Copy out the first line of the listing and every line after it, exactly, until you have copied the line containing "let mut rects".

────────────────

/// Divide a rectangle into `count` equal parts along `direction`, leaving a
/// 1-cell gap between neighbours for the separator line. Leftover cells go
/// to the first children.
fn split_rects(rect: Rect, direction: SplitDirection, count: usize) -> Vec<Rect> {
    if count == 0 {
        return Vec::new();
    }
    let count16 = u16::try_from(count).unwrap_or(u16::MAX);
    let extent = match direction {
        SplitDirection::Horizontal => rect.width,
        SplitDirection::Vertical => rect.height,
    };
    let available = extent.saturating_sub(count16.saturating_sub(1));
    let base = available / count16;
    let extra = available % count16;

    let mut rects = Vec::with_capacity(count);
    let mut offset = 0u16;
    for i in 0..count16 {
        let size = base + u16::from(i < extra);
        let r = match direction {
            SplitDirection::Horizontal => Rect {
                x: rect.x + offset,
                y: rect.y,
                width: size,
                height: rect.height,
            },
            SplitDirection::Vertical => Rect {
                x: rect.x,
                y: rect.y + offset,
                width: rect.width,
                height: size,
            },
        };
        rects.push(r);
        offset = offset.saturating_add(size).saturating_add(1); // +1 for separator
    }
    rects
}

/// Manager for the pane layout
#[derive(Debug, Clone)]
pub struct SplitManager {
    /// Root container; always a `Split`
    root: SplitNode,

    /// Last focused pane
    active_pane: PaneId,

    /// Next split ID to assign
    next_split_id: usize,
}

impl SplitManager {
    /// Layout with a single pane inside a horizontal root
    pub fn new(pane: PaneId) -> Self {
        Self {
            root: SplitNode::split(SplitDirection::Horizontal, vec![SplitNode::leaf(pane)], SplitId(0)),
            active_pane: pane,
            next_split_id: 1,
        }
    }

    pub fn root(&self) -> &SplitNode {
        &self.root
    }

    pub fn active_pane(&self) -> PaneId {
        self.active_pane
    }

    /// Make `pane` the last focused pane. Returns false if it is not in the layout.
    pub fn set_active_pane(&mut self, pane: PaneId) -> bool {
        if self.contains(pane) {
            self.active_pane = pane;
            true
        } else {
            false
        }
    }

    pub fn contains(&self, pane: PaneId) -> bool {
        self.root.find_path(pane).is_some()
    }

    /// Pane ids in layout order
    pub fn pane_ids(&self) -> Vec<PaneId> {
        self.root.leaf_ids()
    }

    pub fn pane_count(&self) -> usize {
        self.root.count_leaves()
    }

    fn allocate_split_id(&mut self) -> SplitId {
        let id = SplitId(self.next_split_id);
        self.next_split_id += 1;
        id
    }

    /// Replace the node at `path` with `node`
    fn replace_child_at(&mut self, path: &[usize], node: SplitNode) {
        if let Some(slot) = self.root.node_at_mut(path) {
            *slot = node;
        }
    }

    /// Place `new_pane` next to `target` along `direction`.
    ///
    /// If the target's parent already lays out along `direction` the new pane
    /// becomes a sibling; otherwise the target is wrapped in a new splitter.
    /// A root holding a single child simply takes on the requested direction.
    pub fn split_insert(
        &mut self,
        target: PaneId,
        direction: SplitDirection,
        side: InsertSide,
        new_pane: PaneId,
    ) -> Result<(), LayoutError> {
        if self.contains(new_pane) {
            return Err(LayoutError::PaneExists(new_pane));
        }
        let path = self
            .root
            .find_path(target)
            .ok_or(LayoutError::PaneNotFound(target))?;
        let (&index, parent_path) = path
            .split_last()
            .ok_or(LayoutError::PaneNotFound(target))?;

        let needs_wrap = match self.root.node_at(parent_path) {
            Some(SplitNode::Split {
                direction: parent_direction,
                children,
                ..
            }) => children.len() > 1 && *parent_direction != direction,
            _ => return Err(LayoutError::PaneNotFound(target)),
        };
        let wrap_id = needs_wrap.then(|| self.allocate_split_id());

        let Some(SplitNode::Split {
            direction: parent_direction,
            children,
            ..
        }) = self.root.node_at_mut(parent_path)
        else {
            return Err(LayoutError::PaneNotFound(target));
        };

        match wrap_id {
            Some(split_id) => {
                let old = std::mem::replace(&mut children[index], SplitNode::leaf(new_pane));
                let mut pair = vec![old];
                pair.insert(side.offset(), SplitNode::leaf(new_pane));
                children[index] = SplitNode::split(direction, pair, split_id);
            }
            None => {
                *parent_direction = direction;
                children.insert(index + side.offset(), SplitNode::leaf(new_pane));
            }
        }
        tracing::debug!(
            "inserted pane {:?} {:?} pane {:?} ({:?})",
            new_pane,
            side,
            target,
            direction
        );
        Ok(())
    }

    /// Remove a pane from the layout, collapsing splitters left with one child.
    ///
    /// The last pane is never removed. If the removed pane was active, focus
    /// moves to the first remaining pane.
    pub fn remove_leaf(&mut self, pane: PaneId) -> Result<(), LayoutError> {
        let path = self
            .root
            .find_path(pane)
            .ok_or(LayoutError::PaneNotFound(pane))?;
        if self.pane_count() <= 1 {
            return Err(LayoutError::LastPane);
        }
        let (&index, parent_path) = path
            .split_last()
            .ok_or(LayoutError::PaneNotFound(pane))?;

        if let Some(SplitNode::Split { children, .. }) = self.root.node_at_mut(parent_path) {
            children.remove(index);
        }

        // Walk upward replacing single-child splitters by their child
        let mut current = parent_path.to_vec();
        while !current.is_empty() {
            let only_child = match self.root.node_at(&current) {
                Some(SplitNode::Split { children, .. }) if children.len() == 1 => {
                    children.first().cloned()
                }
                _ => None,
            };
            if let Some(child) = only_child {
                self.replace_child_at(&current, child);
            }
            current.pop();
        }
        self.adopt_single_split_child();

        if self.active_pane == pane {
            if let Some(first) = self.root.leaf_ids().first() {
                self.active_pane = *first;
            }
        }
        tracing::debug!("removed pane {:?}", pane);
        Ok(())
    }

    /// A root whose only child is a splitter takes over that splitter's
    /// direction and children.
    fn adopt_single_split_child(&mut self) {
        let SplitNode::Split {
            direction,
            children,
            ..
        } = &mut self.root
        else {
            return;
        };
        if children.len() != 1 || children[0].pane_id().is_some() {
            return;
        }
        if let Some(SplitNode::Split {
            direction: child_direction,
            children: grandchildren,
            ..
        }) = children.pop()
        {
            *direction = child_direction;
            *children = grandchildren;
        }
    }

    /// Pane rectangles within `area`
    pub fn pane_rects(&self, area: Rect) -> Vec<(PaneId, Rect)> {
        self.root.leaves_with_rects(area)
    }

    /// Separator lines within `area`
    pub fn separators(&self, area: Rect) -> Vec<(SplitDirection, u16, u16, u16)> {
        self.root.separators(area)
    }

    /// Pane under a screen position
    pub fn pane_at(&self, area: Rect, col: u16, row: u16) -> Option<(PaneId, Rect)> {
        self.pane_rects(area).into_iter().find(|(_, r)| {
            col >= r.x && col < r.x + r.width && row >= r.y && row < r.y + r.height
        })
    }

    /// Focus the next pane (circular)
    pub fn next_pane(&mut self) {
        let ids = self.pane_ids();
        if let Some(pos) = ids.iter().position(|id| *id == self.active_pane) {
            self.active_pane = ids[(pos + 1) % ids.len()];
        }
    }

    /// Focus the previous pane (circular)
    pub fn prev_pane(&mut self) {
        let ids = self.pane_ids();
        if let Some(pos) = ids.iter().position(|id| *id == self.active_pane) {
            let prev_pos = if pos == 0 { ids.len() } else { pos } - 1;
            self.active_pane = ids[prev_pos];
        }
    }

    /// Check the structural invariants of the layout
    pub fn validate(&self) -> Result<(), String> {
        let SplitNode::Split { children, .. } = &self.root else {
            return Err("root is not a splitter".to_string());
        };
        if children.is_empty() {
            return Err("layout has no panes".to_string());
        }
        if children.len() == 1 && children[0].pane_id().is_none() {
            return Err("root holds a single splitter".to_string());
        }
        for child in children {
            check_subtree(child)?;
        }
        let mut ids = self.pane_ids();
        let total = ids.len();
        ids.sort();
        ids.dedup();
        if ids.len() != total {
            return Err("pane appears more than once".to_string());
        }
        if !self.contains(self.active_pane) {
            return Err(format!("active pane {:?} not in layout", self.active_pane));
        }
        Ok(())
    }
}

fn check_subtree(node: &SplitNode) -> Result<(), String> {
    if let SplitNode::Split {
        children, split_id, ..
    } = node
    {
        if children.len() < 2 {
            return Err(format!(
                "splitter {:?} has {} children",
                split_id,
                children.len()
            ));
        }
        for child in children {
            check_subtree(child)?;
        }
    }
    Ok(())
}
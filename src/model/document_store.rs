//! Registry of open documents, keyed by canonical path.
//!
//! Opening a path that is already open returns the same shared [`Document`];
//! every view of a file therefore edits one in-memory copy. Each successful
//! `open` counts as one view association, and [`DocumentStore::release`]
//! evicts the document once the last association is gone.

use crate::model::document::{Document, HighlightTiming};
use crate::model::filesystem::{FileSystem, StdFileSystem};
use crate::primitives::highlighter::LexicalHighlighter;
use crate::services::time_source::{RealTimeSource, SharedTimeSource};
use parking_lot::Mutex;
use std::collections::HashMap;
use std::io;
use std::path::{Path, PathBuf};
use std::sync::Arc;

/// Error returned when a file cannot be opened
#[derive(Debug)]
pub enum OpenError {
    /// The file could not be resolved or read
    Read { path: PathBuf, source: io::Error },
}

impl std::fmt::Display for OpenError {
    fn fmt(&self, f: &mut std::fmt::Formatter<'_>) -> std::fmt::Result {
        match self {
            Self::Read { path, source } => {
                write!(f, "cannot open {}: {}", path.display(), source)
            }
        }
    }
}

impl std::error::Error for OpenError {
    fn source(&self) -> Option<&(dyn std::error::Error + 'static)> {
        match self {
            Self::Read { source, .. } => Some(source),
        }
    }
}

struct Entry {
    document: Arc<Document>,
    views: usize,
}

pub struct DocumentStore {
    fs: Arc<dyn FileSystem>,
    highlighter: LexicalHighlighter,
    timing: HighlightTiming,
    time_source: SharedTimeSource,
    docs: Mutex<HashMap<PathBuf, Entry>>,
}

impl std::fmt::Debug for DocumentStore {
    fn fmt(&self, f: &mut std::fmt::Formatter<'_>) -> std::fmt::Result {
        f.debug_struct("DocumentStore")
            .field("open", &self.len())
            .finish_non_exhaustive()
    }
}

impl Default for DocumentStore {
    fn default() -> Self {
        Self::new(
            Arc::new(StdFileSystem),
            LexicalHighlighter::new(),
            HighlightTiming::default(),
            RealTimeSource::shared(),
        )
    }
}

impl DocumentStore {
    pub fn new(
        fs: Arc<dyn FileSystem>,
        highlighter: LexicalHighlighter,
        timing: HighlightTiming,
        time_source: SharedTimeSource,
    ) -> Self {
        Self {
            fs,
            highlighter,
            timing,
            time_source,
            docs: Mutex::new(HashMap::new()),
        }
    }

    /// Open `path`, returning the shared document for it.
    ///
    /// The registry lock is held across read and construction, so concurrent
    /// opens of the same new path build one document.
    pub fn open(&self, path: &Path) -> Result<Arc<Document>, OpenError> {
        let read_error = |source| OpenError::Read {
            path: path.to_path_buf(),
            source,
        };
        let canonical = self.fs.canonicalize(path).map_err(read_error)?;

        let mut docs = self.docs.lock();
        if let Some(entry) = docs.get_mut(&canonical) {
            entry.views += 1;
            tracing::debug!(
                "reusing open document {} ({} views)",
                canonical.display(),
                entry.views
            );
            return Ok(entry.document.clone());
        }

        let bytes = self.fs.read_file(&canonical).map_err(read_error)?;
        let text = String::from_utf8_lossy(&bytes);
        let document = Arc::new(Document::new(
            canonical.clone(),
            &text,
            self.highlighter.clone(),
            self.timing,
            self.time_source.now(),
        ));
        tracing::info!(
            "opened {} ({} lines)",
            canonical.display(),
            document.line_count()
        );
        docs.insert(
            canonical,
            Entry {
                document: document.clone(),
                views: 1,
            },
        );
        Ok(document)
    }

    /// Drop one view association; the document is evicted when none remain.
    /// Returns true if it was evicted.
    pub fn release(&self, path: &Path) -> bool {
        let mut docs = self.docs.lock();
        let Some(entry) = docs.get_mut(path) else {
            return false;
        };
        entry.views = entry.views.saturating_sub(1);
        if entry.views == 0 {
            docs.remove(path);
            tracing::info!("closed {}", path.display());
            true
        } else {
            false
        }
    }

    /// Look up an open document by canonical path
    pub fn get(&self, path: &Path) -> Option<Arc<Document>> {
        self.docs.lock().get(path).map(|e| e.document.clone())
    }

    /// All open documents
    pub fn documents(&self) -> Vec<Arc<Document>> {
        self.docs
            .lock()
            .values()
            .map(|e| e.document.clone())
            .collect()
    }

    pub fn len(&self) -> usize {
        self.docs.lock().len()
    }

    pub fn is_empty(&self) -> bool {
        self.len() == 0
    }
}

────────────────

**Response to this task**:
/// Divide a rectangle into `count` equal parts along `direction`, leaving a
/// 1-cell gap between neighbours for the separator line. Leftover cells go
/// to the first children.
fn split_rects(rect: Rect, direction: SplitDirection, count: usize) -> Vec<Rect> {
    if count == 0 {
        return Vec::new();
    }
    let count16 = u16::try_from(count).unwrap_or(u16::MAX);
    let extent = match direction {
        SplitDirection::Horizontal => rect.width,
        SplitDirection::Vertical => rect.height,
    };
    let available = extent.saturating_sub(count16.saturating_sub(1));
    let base = available / count16;
    let extra = available % count16;

    let mut rects = Vec::with_capacity(count);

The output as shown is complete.